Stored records
★ ★ ★

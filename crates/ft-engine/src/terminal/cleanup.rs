//! Idle sweep task
//!
//! Periodically closes terminal sessions with no activity (no command and
//! no poll) within the idle window, releases pooled connections nothing
//! holds any more, and prunes finished fan-out executions past retention.

use std::sync::Arc;

use tokio_util::sync::CancellationToken;

use crate::state::EngineState;

/// Run the idle sweep until cancelled
pub async fn run_idle_sweep(state: Arc<EngineState>, cancel: CancellationToken) {
    let timeouts = state.config.timeouts.clone();
    let mut interval = tokio::time::interval(timeouts.sweep_interval);

    tracing::info!(
        "Starting idle sweep (idle window: {:?}, check interval: {:?})",
        timeouts.idle_session,
        timeouts.sweep_interval
    );

    loop {
        tokio::select! {
            _ = interval.tick() => {
                sweep_once(&state).await;
            }
            _ = cancel.cancelled() => {
                tracing::info!("Idle sweep shutting down");
                break;
            }
        }
    }
}

/// One sweep pass
pub async fn sweep_once(state: &EngineState) {
    let timeouts = &state.config.timeouts;

    let sessions = state.registry.sweep(timeouts.idle_session);
    let connections = state.pool.evict_idle(timeouts.idle_session).await;
    let executions = state.fanout.prune(timeouts.execution_retention);

    if sessions + connections + executions > 0 {
        tracing::info!(
            "Swept {} idle sessions, {} idle connections, {} old executions",
            sessions,
            connections,
            executions
        );
    }
}
//! Fan-out commands

use std::time::Duration;

use anyhow::Result;

use ft_core::api::ExecutionView;
use ft_core::types::{ExecutionStatus, HostOutcome};

use super::with_confirmation;
use crate::client::EngineClient;
use crate::output::{format_execution, format_host_outputs, print_error, print_success};

/// Delay between status checks while waiting
const STATUS_INTERVAL: Duration = Duration::from_millis(500);

/// Start a command on many hosts
///
/// With `wait`, blocks until every host finished and returns 0 only if
/// every host ran the command with exit status 0.
pub async fn run_command(
    client: &EngineClient,
    hosts: &[String],
    command: &str,
    yes: bool,
    wait: bool,
) -> Result<i32> {
    let execution_id = with_confirmation(yes, move |confirm| {
        client.submit(command, hosts, confirm)
    })
    .await?;

    print_success(&format!(
        "Started execution {} on {} host(s)",
        execution_id,
        hosts.len()
    ));
    if !wait {
        println!("{}", execution_id);
        return Ok(0);
    }

    let view = loop {
        let view = client.execution(execution_id.as_str()).await?;
        if view.status != ExecutionStatus::Running {
            break view;
        }
        tokio::time::sleep(STATUS_INTERVAL).await;
    };

    print!("{}", format_host_outputs(&view));
    println!("{}", format_execution(&view));
    Ok(exit_code(&view))
}

/// Show the state of an execution
pub async fn execution_command(client: &EngineClient, execution_id: &str) -> Result<()> {
    let view = match client.execution(execution_id).await {
        Ok(v) => v,
        Err(e) => {
            print_error(&format!("Failed to get execution {}: {}", execution_id, e));
            return Err(e.into());
        }
    };

    println!("{}", format_execution(&view));
    print!("{}", format_host_outputs(&view));
    Ok(())
}

fn exit_code(view: &ExecutionView) -> i32 {
    let clean = view.status == ExecutionStatus::Completed
        && view
            .results
            .iter()
            .all(|r| r.outcome == HostOutcome::Success && r.exit_code == Some(0));
    if clean {
        0
    } else {
        1
    }
}
//! Connection management

mod health;
mod pool;
mod ssh;

pub use health::{LivenessProbe, PROBE_COMMAND};
pub use pool::{ConnectionPool, PooledConnection};
pub use ssh::SshConnector;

★ ★ ★

EXERCISE DIRECTIONS: What you give back should be only the lines of the records above, starting at the line with "break view;" and ending at the line with "of an execution", restated word for word.

EXERCISE SOLUTION:
            break view;
        }
        tokio::time::sleep(STATUS_INTERVAL).await;
    };

    print!("{}", format_host_outputs(&view));
    println!("{}", format_execution(&view));
    Ok(exit_code(&view))
}

/// Show the state of an execution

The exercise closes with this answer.